EXTRACTED RECORDS:
──────────────────────────────
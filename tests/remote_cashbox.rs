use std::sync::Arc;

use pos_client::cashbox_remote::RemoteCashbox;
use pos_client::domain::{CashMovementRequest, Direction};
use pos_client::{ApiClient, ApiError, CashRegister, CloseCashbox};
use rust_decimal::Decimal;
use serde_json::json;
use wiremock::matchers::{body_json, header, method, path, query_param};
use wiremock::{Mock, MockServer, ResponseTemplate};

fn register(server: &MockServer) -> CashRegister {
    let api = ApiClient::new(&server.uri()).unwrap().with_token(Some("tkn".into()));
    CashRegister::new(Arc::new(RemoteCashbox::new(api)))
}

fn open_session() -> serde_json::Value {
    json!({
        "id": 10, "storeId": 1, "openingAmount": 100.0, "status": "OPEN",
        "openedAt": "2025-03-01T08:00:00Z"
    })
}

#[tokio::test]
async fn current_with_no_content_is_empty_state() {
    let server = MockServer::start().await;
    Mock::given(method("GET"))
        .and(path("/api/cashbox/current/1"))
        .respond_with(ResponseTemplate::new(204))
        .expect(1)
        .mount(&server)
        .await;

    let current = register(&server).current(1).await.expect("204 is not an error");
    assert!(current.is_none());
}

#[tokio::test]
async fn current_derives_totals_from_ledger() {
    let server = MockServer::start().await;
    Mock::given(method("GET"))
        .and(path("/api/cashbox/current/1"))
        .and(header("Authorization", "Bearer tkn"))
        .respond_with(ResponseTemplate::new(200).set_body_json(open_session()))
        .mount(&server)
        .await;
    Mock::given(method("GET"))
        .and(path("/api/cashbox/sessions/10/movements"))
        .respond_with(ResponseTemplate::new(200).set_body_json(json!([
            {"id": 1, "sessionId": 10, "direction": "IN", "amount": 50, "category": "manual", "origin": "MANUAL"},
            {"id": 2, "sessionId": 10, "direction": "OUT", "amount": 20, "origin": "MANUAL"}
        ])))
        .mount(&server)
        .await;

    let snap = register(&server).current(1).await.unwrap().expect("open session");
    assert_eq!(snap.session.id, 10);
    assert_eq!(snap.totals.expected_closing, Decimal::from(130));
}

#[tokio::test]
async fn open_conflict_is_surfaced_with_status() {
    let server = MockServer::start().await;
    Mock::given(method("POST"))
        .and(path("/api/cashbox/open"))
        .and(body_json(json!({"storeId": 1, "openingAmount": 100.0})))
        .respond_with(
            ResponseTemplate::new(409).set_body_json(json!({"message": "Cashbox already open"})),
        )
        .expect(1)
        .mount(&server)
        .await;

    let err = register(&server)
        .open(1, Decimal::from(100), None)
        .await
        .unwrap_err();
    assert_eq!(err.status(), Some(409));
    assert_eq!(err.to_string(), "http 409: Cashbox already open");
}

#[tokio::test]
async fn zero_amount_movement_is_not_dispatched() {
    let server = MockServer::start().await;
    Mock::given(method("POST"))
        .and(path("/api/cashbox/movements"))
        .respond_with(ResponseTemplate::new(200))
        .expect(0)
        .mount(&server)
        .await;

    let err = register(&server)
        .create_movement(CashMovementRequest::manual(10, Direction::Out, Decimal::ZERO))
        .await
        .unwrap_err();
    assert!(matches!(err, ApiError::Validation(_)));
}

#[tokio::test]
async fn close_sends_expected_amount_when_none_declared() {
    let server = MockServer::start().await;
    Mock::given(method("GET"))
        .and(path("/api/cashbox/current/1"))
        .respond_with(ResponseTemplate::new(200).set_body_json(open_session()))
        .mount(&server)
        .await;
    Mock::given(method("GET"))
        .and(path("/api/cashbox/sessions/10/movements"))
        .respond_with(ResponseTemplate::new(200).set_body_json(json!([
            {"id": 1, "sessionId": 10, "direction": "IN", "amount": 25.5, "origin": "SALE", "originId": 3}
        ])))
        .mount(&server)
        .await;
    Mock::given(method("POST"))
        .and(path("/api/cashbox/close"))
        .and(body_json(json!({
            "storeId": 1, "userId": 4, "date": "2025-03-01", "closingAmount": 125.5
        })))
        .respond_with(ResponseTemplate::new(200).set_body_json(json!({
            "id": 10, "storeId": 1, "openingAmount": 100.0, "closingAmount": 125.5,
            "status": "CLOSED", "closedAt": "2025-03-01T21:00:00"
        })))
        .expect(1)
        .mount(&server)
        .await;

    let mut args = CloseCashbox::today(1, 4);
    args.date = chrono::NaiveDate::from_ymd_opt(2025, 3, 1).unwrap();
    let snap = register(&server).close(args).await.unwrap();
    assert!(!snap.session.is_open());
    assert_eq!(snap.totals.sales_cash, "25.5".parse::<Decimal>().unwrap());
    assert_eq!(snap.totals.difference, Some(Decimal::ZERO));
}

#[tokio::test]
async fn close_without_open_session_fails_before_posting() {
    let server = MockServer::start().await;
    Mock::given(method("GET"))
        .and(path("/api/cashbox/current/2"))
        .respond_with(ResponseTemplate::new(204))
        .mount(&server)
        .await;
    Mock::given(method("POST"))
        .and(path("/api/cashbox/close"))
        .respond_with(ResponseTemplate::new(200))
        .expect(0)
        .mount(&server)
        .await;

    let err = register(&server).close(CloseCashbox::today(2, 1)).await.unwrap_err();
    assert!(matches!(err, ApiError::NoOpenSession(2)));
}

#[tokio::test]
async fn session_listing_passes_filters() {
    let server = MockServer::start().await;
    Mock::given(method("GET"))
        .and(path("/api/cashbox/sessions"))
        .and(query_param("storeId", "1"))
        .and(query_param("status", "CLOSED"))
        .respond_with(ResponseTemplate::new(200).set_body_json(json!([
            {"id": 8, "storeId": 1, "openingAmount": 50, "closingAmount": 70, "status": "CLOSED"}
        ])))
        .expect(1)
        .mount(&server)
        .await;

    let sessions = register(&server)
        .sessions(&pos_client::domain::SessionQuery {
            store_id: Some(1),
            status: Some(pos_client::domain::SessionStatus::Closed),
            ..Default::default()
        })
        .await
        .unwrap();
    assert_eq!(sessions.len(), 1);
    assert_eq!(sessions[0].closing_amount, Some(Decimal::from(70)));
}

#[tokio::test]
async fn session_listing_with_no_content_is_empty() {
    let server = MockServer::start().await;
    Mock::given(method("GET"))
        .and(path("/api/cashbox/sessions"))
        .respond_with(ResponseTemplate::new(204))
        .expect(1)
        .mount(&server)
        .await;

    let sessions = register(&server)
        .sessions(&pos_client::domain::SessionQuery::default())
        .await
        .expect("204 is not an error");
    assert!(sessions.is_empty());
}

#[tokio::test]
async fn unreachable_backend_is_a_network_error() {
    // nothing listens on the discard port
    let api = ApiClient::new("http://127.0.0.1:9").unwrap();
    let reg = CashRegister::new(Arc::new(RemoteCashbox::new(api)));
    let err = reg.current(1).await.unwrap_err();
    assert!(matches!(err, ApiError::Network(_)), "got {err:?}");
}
──────────────────────────────
PROMPT:
Copy out every line of the entries where the string "CloseCashbox" shows up.

WRITTEN ANSWER:
use pos_client::{ApiClient, ApiError, CashRegister, CloseCashbox};
    let mut args = CloseCashbox::today(1, 4);
    let err = register(&server).close(CloseCashbox::today(2, 1)).await.unwrap_err();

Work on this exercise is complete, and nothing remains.